Key Engineering Lessons¶
- Dead legs in high-purity butadiene service must be identified and controlled, including temporary dead legs created when pumps are out of service.
- Out-of-service equipment and associated piping should be flushed and managed so that popcorn polymer does not accumulate to hazardous levels.
- Remote emergency isolation capability is important where hazardous releases cannot be safely isolated locally during a catastrophic event.
- Process safety systems must be able to recognize when safety-critical procedures cannot be performed as intended and trigger appropriate safeguards.

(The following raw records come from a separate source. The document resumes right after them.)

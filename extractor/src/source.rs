use slide_deck_common::frame::{Frame, FrameError, SourcedFrame};
use std::path::{Path, PathBuf};
use tracing::{debug, info};

const FRAME_EXTENSIONS: &[&str] = &["jpg", "jpeg", "png"];

/// Lazily decodes a directory of sampled frames in file-name order.
///
/// Indices follow the sorted listing, so a frame that fails to decode still
/// occupies its position and is reported in-band.
pub struct DirectorySource {
    paths: std::vec::IntoIter<PathBuf>,
    next_index: u64,
}

impl DirectorySource {
    pub fn open(dir: &Path) -> Result<Self, SourceError> {
        let entries =
            std::fs::read_dir(dir).map_err(|e| SourceError::ReadDir(dir.display().to_string(), e))?;

        let mut paths: Vec<PathBuf> = entries
            .filter_map(Result::ok)
            .map(|entry| entry.path())
            .filter(|path| path.is_file() && is_frame_file(path))
            .collect();
        paths.sort();

        info!(dir = %dir.display(), frames = paths.len(), "frame directory listed");
        Ok(Self {
            paths: paths.into_iter(),
            next_index: 0,
        })
    }
}

impl Iterator for DirectorySource {
    type Item = SourcedFrame;

    fn next(&mut self) -> Option<SourcedFrame> {
        let path = self.paths.next()?;
        let index = self.next_index;
        self.next_index += 1;

        debug!(index, path = %path.display(), "loading frame");
        let data = match std::fs::read(&path) {
            Ok(d) => d,
            Err(e) => {
                return Some(Err(FrameError::Read {
                    index,
                    reason: format!("{}: {e}", path.display()),
                }))
            }
        };
        Some(Frame::decode(index, &data))
    }

    fn size_hint(&self) -> (usize, Option<usize>) {
        self.paths.size_hint()
    }
}

fn is_frame_file(path: &Path) -> bool {
    path.extension()
        .and_then(|ext| ext.to_str())
        .map(|ext| FRAME_EXTENSIONS.contains(&ext.to_ascii_lowercase().as_str()))
        .unwrap_or(false)
}

#[derive(Debug, thiserror::Error)]
pub enum SourceError {
    #[error("failed to list frame directory {0}: {1}")]
    ReadDir(String, std::io::Error),
}
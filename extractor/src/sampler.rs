use slide_deck_common::config::SamplingConfig;
use std::ffi::OsString;
use std::path::{Path, PathBuf};
use tokio::process::Command;
use tracing::{debug, error, info, warn};

use crate::keys::frame_pattern;

/// Frames written by one sampling run.
#[derive(Debug)]
pub struct SampledFrames {
    pub dir: PathBuf,
    pub count: usize,
}

#[derive(Debug, thiserror::Error)]
pub enum SamplerError {
    #[error("failed to create frame directory {0}: {1}")]
    CreateDir(String, std::io::Error),
    #[error("failed to spawn {0}: {1}")]
    Spawn(String, std::io::Error),
    #[error("ffmpeg exited with non-zero status: {0}")]
    FfmpegFailed(String),
    #[error("failed to list sampled frames: {0}")]
    ListOutput(std::io::Error),
}

/// Arguments for sampling one frame every `interval_secs` into `out_dir`.
pub fn ffmpeg_args(video: &Path, out_dir: &Path, config: &SamplingConfig) -> Vec<OsString> {
    let mut args: Vec<OsString> = [
        "-hide_banner",
        "-loglevel",
        "error",
        "-nostdin",
        "-i",
    ]
    .into_iter()
    .map(OsString::from)
    .collect();
    args.push(video.as_os_str().to_owned());
    args.extend(
        [
            "-vf".to_string(),
            format!("fps=1/{}", config.interval_secs),
            "-q:v".to_string(),
            "2".to_string(),
            "-y".to_string(),
        ]
        .into_iter()
        .map(OsString::from),
    );
    args.push(out_dir.join(frame_pattern(&config.image_ext)).into_os_string());
    args
}

/// Sample `video` into numbered stills under `out_dir` with an ffmpeg
/// subprocess. The directory is created if needed.
pub async fn sample_video(
    video: &Path,
    out_dir: &Path,
    config: &SamplingConfig,
) -> Result<SampledFrames, SamplerError> {
    tokio::fs::create_dir_all(out_dir)
        .await
        .map_err(|e| SamplerError::CreateDir(out_dir.display().to_string(), e))?;

    let args = ffmpeg_args(video, out_dir, config);
    info!(
        video = %video.display(),
        out = %out_dir.display(),
        interval_secs = config.interval_secs,
        "sampling frames"
    );
    debug!(ffmpeg = config.ffmpeg, ?args, "ffmpeg command");

    let output = Command::new(&config.ffmpeg)
        .args(&args)
        .stdin(std::process::Stdio::null())
        .stdout(std::process::Stdio::null())
        .stderr(std::process::Stdio::piped())
        .output()
        .await
        .map_err(|e| SamplerError::Spawn(config.ffmpeg.clone(), e))?;

    if !output.status.success() {
        let stderr = String::from_utf8_lossy(&output.stderr);
        error!(stderr = %stderr, "ffmpeg exited with error");
        return Err(SamplerError::FfmpegFailed(stderr.into_owned()));
    }

    let count = count_frames(out_dir, &config.image_ext).await?;
    info!(count, dir = %out_dir.display(), "frame sampling complete");
    Ok(SampledFrames {
        dir: out_dir.to_path_buf(),
        count,
    })
}

async fn count_frames(dir: &Path, ext: &str) -> Result<usize, SamplerError> {
    let mut entries = tokio::fs::read_dir(dir)
        .await
        .map_err(SamplerError::ListOutput)?;
    let mut count = 0;
    while let Some(entry) = entries.next_entry().await.map_err(SamplerError::ListOutput)? {
        let path = entry.path();
        if path.extension().and_then(|e| e.to_str()) == Some(ext) {
            count += 1;
        }
    }
    Ok(count)
}

/// Check whether ffmpeg is runnable. Logs a warning if not.
pub async fn check_ffmpeg_available(ffmpeg: &str) -> bool {
    match Command::new(ffmpeg).arg("-version").output().await {
        Ok(out) if out.status.success() => {
            debug!(ffmpeg, "ffmpeg is available");
            true
        }
        Ok(_) => {
            warn!(ffmpeg, "ffmpeg returned non-zero for -version; sampling may fail");
            false
        }
        Err(e) => {
            warn!(
                ffmpeg,
                error = %e,
                "ffmpeg not found; video inputs cannot be sampled, frame directories still work"
            );
            false
        }
    }
}
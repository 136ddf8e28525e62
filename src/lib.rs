/// TRON Wallet Core
///
/// Key management and transaction signing core for a single-account TRON
/// wallet. The UI layer (screens, navigation) sits above this crate and
/// only consumes the `WalletManager` surface:
///
/// - `keys/` - mnemonic generation, BIP44 derivation, TRON addresses
/// - `storage/` - encrypted credential vault + non-sensitive state records
/// - `wallet/` - the wallet session: lifecycle, balances, tokens, auth
/// - `tron/` - transfer building, signing, and submission
/// - `chain/` - minimal chain client abstraction (TronGrid-style REST)
pub mod chain;
pub mod config;
pub mod error;
pub mod keys;
pub mod storage;
pub mod tron;
pub mod wallet;

pub use config::WalletConfig;
pub use error::WalletError;
pub use wallet::WalletManager;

- Paper-based process performance records can be lost in a catastrophic fire. Critical records should be retained in a recoverable system.
Source Notes¶
- Primary facts were taken from the final report and factual update, which have source_priority 1 and override lower-priority documents.
- Recommendation status changes from 2023 and 2024 were used to populate recommendation status and summaries where available.
- Some OCR-corrupted text in the source extracts was ignored where the intended wording could not be reliably recovered.
- The final report and factual update contain overlapping but not identical descriptions of the initiating event. The consolidated dataset preserves the higher-authority final report framing while incorporating compatible factual update details.